8 Mart 2012

Özlemek..

Çoğu zaman alışıla gelmiş özlemler çekeriz aslında biz. Hep bir sebepten özlem duyar, acı çekeriz. İnsanoğlu olarak da hep anlamsız ve platonik özlemlerle yaşarız hayatı. Kimine göre özlemek en büyük acısıdır hayatında, kimine göreyse hakettiği bir ceza. Ama yinede çözemediğim bir nokta var bu durumda. Biz karşılıksız duyduğumuz her bir özlem zerresi için niye bu kadar acı çeker, gözyaşı döker ve kendimizi suçlamak için nedenler sıralarız. Aslında öz be öz söylemek gerekirse, niyedir bu kendimize işkence edişimiz.


Bazı özlemler karşı konulamazdır, durdurulamazdır. Asla geri gelmeyecekleri özlemek, sabrıda getirir yanında kabullenmeyi de... Çünkü ulaşılmaz olacağını ve özlemekten başka yapılacak birşey olmadığını ve sadece rüyalarımızda ve dualarımızda yaşayabileceğimizi bilir, kabullenir ve özleriz karşılıksızca, beklentisizce. Mantıklı açıklamalara yerleştiremesek de bu durumu, kabulleniş denen ayrımı bilir, ona göre hareket ederiz.


Birde diğer özlemler vardır.. Karşılıksızca ve beklentisizce özlemeyi kabul edemediğimiz, her geçen gün alışmayı getireceğine, biraz daha acılara gebe olan özlemler. Karşılıksız kalan özlemlerimiz..


Ama nedendir bilinmez. Bu özlemlere inatla atlarız biz insanoğlu. Öyle durur durur bir şarkıda, bir mekanda, bir sokakta, bir gülüşte, bir espri de... daha aklınıza gelebilecek bir sürü şeyde hatırlar ve özlemin acılarını yüreğimize biraz daha alırız. Her geçen gün kalbimizin kapılarını kapatacağımıza unutmamız gereken aşkı, özlemle kamçılar dururuz. Oysa ki önemli olan karşılıksız olan özlemler değildir, özlediğimiz insanın bizide özlemiş olmasıdır. Özlemiş olma ihtimali de değildir olay, sizin gibi özlemden acı çekiyor olmasıdır. Sizin gibi her geçen gün özlemle biraz daha yakınlaşmasıdır.

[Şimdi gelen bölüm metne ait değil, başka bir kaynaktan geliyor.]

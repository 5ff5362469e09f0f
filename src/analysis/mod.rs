//! Statistics over parsed message records.
//!
//! Every function here is a pure function of `(records, filter)`: nothing is
//! cached, nothing is mutated, and an empty selection yields empty tables
//! rather than an error.
//!
//! - [`summary`] - message/word/character/media/link totals, most active sender
//! - [`ranking`] - per-sender rankings and message share
//! - [`timeline`] - per-date, per-month, per-weekday and per-hour histograms
//! - [`words`] - tokenizer and word-frequency table
//! - [`emoji`] - emoji-frequency table
//! - [`report`] - everything above bundled for one sender filter
//!
//! # Example
//!
//! ```rust
//! use chatstat::analysis::{SenderFilter, active_user_ranking, count_summary};
//! use chatstat::parser::LogParser;
//!
//! let raw = "01/01/23, 10:00 - Alice: Hello https://example.com\n\
//!            01/01/23, 10:01 - Bob: Hi\n\
//!            01/01/23, 10:02 - Alice: 👋";
//! let records = LogParser::new().parse_str(raw)?;
//!
//! let summary = count_summary(&records, &SenderFilter::All);
//! assert_eq!(summary.total_messages, 3);
//! assert_eq!(summary.total_links, 1);
//! assert_eq!(summary.most_active_sender.as_deref(), Some("Alice"));
//!
//! let ranking = active_user_ranking(&records, &SenderFilter::All);
//! assert_eq!(ranking[0].key, "Alice");
//! # Ok::<(), chatstat::ChatstatError>(())
//! ```

pub mod emoji;
pub mod links;
pub mod ranking;
pub mod report;
pub mod stopwords;
pub mod summary;
pub mod table;
pub mod timeline;
pub mod words;

pub use emoji::{emoji_frequency, emojis_in, is_emoji_only};
pub use links::{count_links, is_link};
pub use ranking::{Share, active_user_ranking, character_ranking, media_ranking, message_share};
pub use report::{Rankings, Report, analyze};
pub use stopwords::StopWords;
pub use summary::{CountSummary, count_summary, senders};
pub use table::{Count, FrequencyTable};
pub use timeline::{Histogram, MonthKey, TemporalHistograms, temporal_histograms, weekday_name};
pub use words::{tokenize, word_frequency};

use serde::{Deserialize, Serialize};

use crate::record::MessageRecord;

/// Which records an aggregation looks at.
///
/// Parses from a string: exactly `ALL` selects every record, anything else
/// selects one sender by exact name (so a contact called "All" stays reachable).
///
/// ```rust
/// use chatstat::analysis::SenderFilter;
///
/// assert_eq!("ALL".parse::<SenderFilter>().unwrap(), SenderFilter::All);
/// assert_eq!(
///     "Alice".parse::<SenderFilter>().unwrap(),
///     SenderFilter::Sender("Alice".into())
/// );
/// ```
#[derive(Debug, Clone, PartialEq, Eq, Hash, Default, Serialize, Deserialize)]
#[serde(rename_all = "lowercase")]
pub enum SenderFilter {
    /// Every record, including group notifications
    #[default]
    All,
    /// Records whose sender equals this name exactly
    Sender(String),
}

impl SenderFilter {
    /// Creates a filter for one sender.
    pub fn sender(name: impl Into<String>) -> Self {
        SenderFilter::Sender(name.into())
    }

    /// Returns `true` if `record` is part of the selection.
    pub fn matches(&self, record: &MessageRecord) -> bool {
        match self {
            SenderFilter::All => true,
            SenderFilter::Sender(name) => record.sender == *name,
        }
    }

    /// Returns `true` for [`SenderFilter::All`].
    pub fn is_all(&self) -> bool {
        matches!(self, SenderFilter::All)
    }
}

impl std::fmt::Display for SenderFilter {
    fn fmt(&self, f: &mut std::fmt::Formatter<'_>) -> std::fmt::Result {
        match self {
            SenderFilter::All => write!(f, "ALL"),
            SenderFilter::Sender(name) => write!(f, "{name}"),
        }
    }
}

impl std::str::FromStr for SenderFilter {
    type Err = std::convert::Infallible;

    fn from_str(s: &str) -> Result<Self, Self::Err> {
        let trimmed = s.trim();
        if trimmed == "ALL" {
            Ok(SenderFilter::All)
        } else {
            Ok(SenderFilter::Sender(trimmed.to_string()))
        }
    }
}

/// Iterates over the records matching `filter`, in file order.
pub fn select<'a>(
    records: &'a [MessageRecord],
    filter: &'a SenderFilter,
) -> impl Iterator<Item = &'a MessageRecord> + 'a {
    records.iter().filter(move |r| filter.matches(r))
}

/// A non-fatal condition met while aggregating.
///
/// Each warning comes with an empty (but valid) table; callers display it as
/// an informational note, never as a failure.
#[derive(Debug, Clone, PartialEq, Eq, Serialize, Deserialize)]
#[serde(tag = "kind", rename_all = "snake_case")]
pub enum AggregationWarning {
    /// The sender filter matched no record.
    EmptySelection { filter: String },
    /// No emoji in the selected messages.
    NoEmoji,
    /// No link in the selected messages.
    NoLinks,
    /// Nothing left after stopword, link and emoji filtering.
    NoWords,
}

impl std::fmt::Display for AggregationWarning {
    fn fmt(&self, f: &mut std::fmt::Formatter<'_>) -> std::fmt::Result {
        match self {
            AggregationWarning::EmptySelection { filter } => {
                write!(f, "no messages match sender '{filter}'")
            }
            AggregationWarning::NoEmoji => write!(f, "no emoji were sent"),
            AggregationWarning::NoLinks => write!(f, "no links were shared"),
            AggregationWarning::NoWords => write!(f, "no words left after filtering"),
        }
    }
}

Dedim ya nedendir bilinmez.. öyle uçsuz, bucaksız, sonu görünmeyen özlemleri yaşamaya bir çabamız var hayatta. Düşünüyorum bende işte bu yüzden. Neden özlüyorum diye?.. Sonra fark ediyorum, hakketmediği bir özlemi veriyorum ben ona.. Asla ellerinde tutamayacağı bir özlemi vaadediyorum. Ve biliyorum ki dışarıda benim gibi düşünen, yaşayan bir ben daha var..


Hayatın döngüsü diye der geçerdim eskiden ama artık yapamıyorum.. Hani derler ya 'seni seveni sen sevmezsin, senin sevdiğin seni sevmez.. '
Özlemde aynı bu durumda aslında hayatlarımızda. Senin özlediğin seni özlemez, seni özleyeni sen özlemezsin.. Ama herkesin bilmesi gereken bir şey vardır ki..


Mesele özlemekte değil kardeşim.. Mesele özlediğin insanın da seni özlemiş olmasında! Platonik özlemler değil mesele anlayacağın karşılıklı olanlarda..




*Sinem Yılmaz..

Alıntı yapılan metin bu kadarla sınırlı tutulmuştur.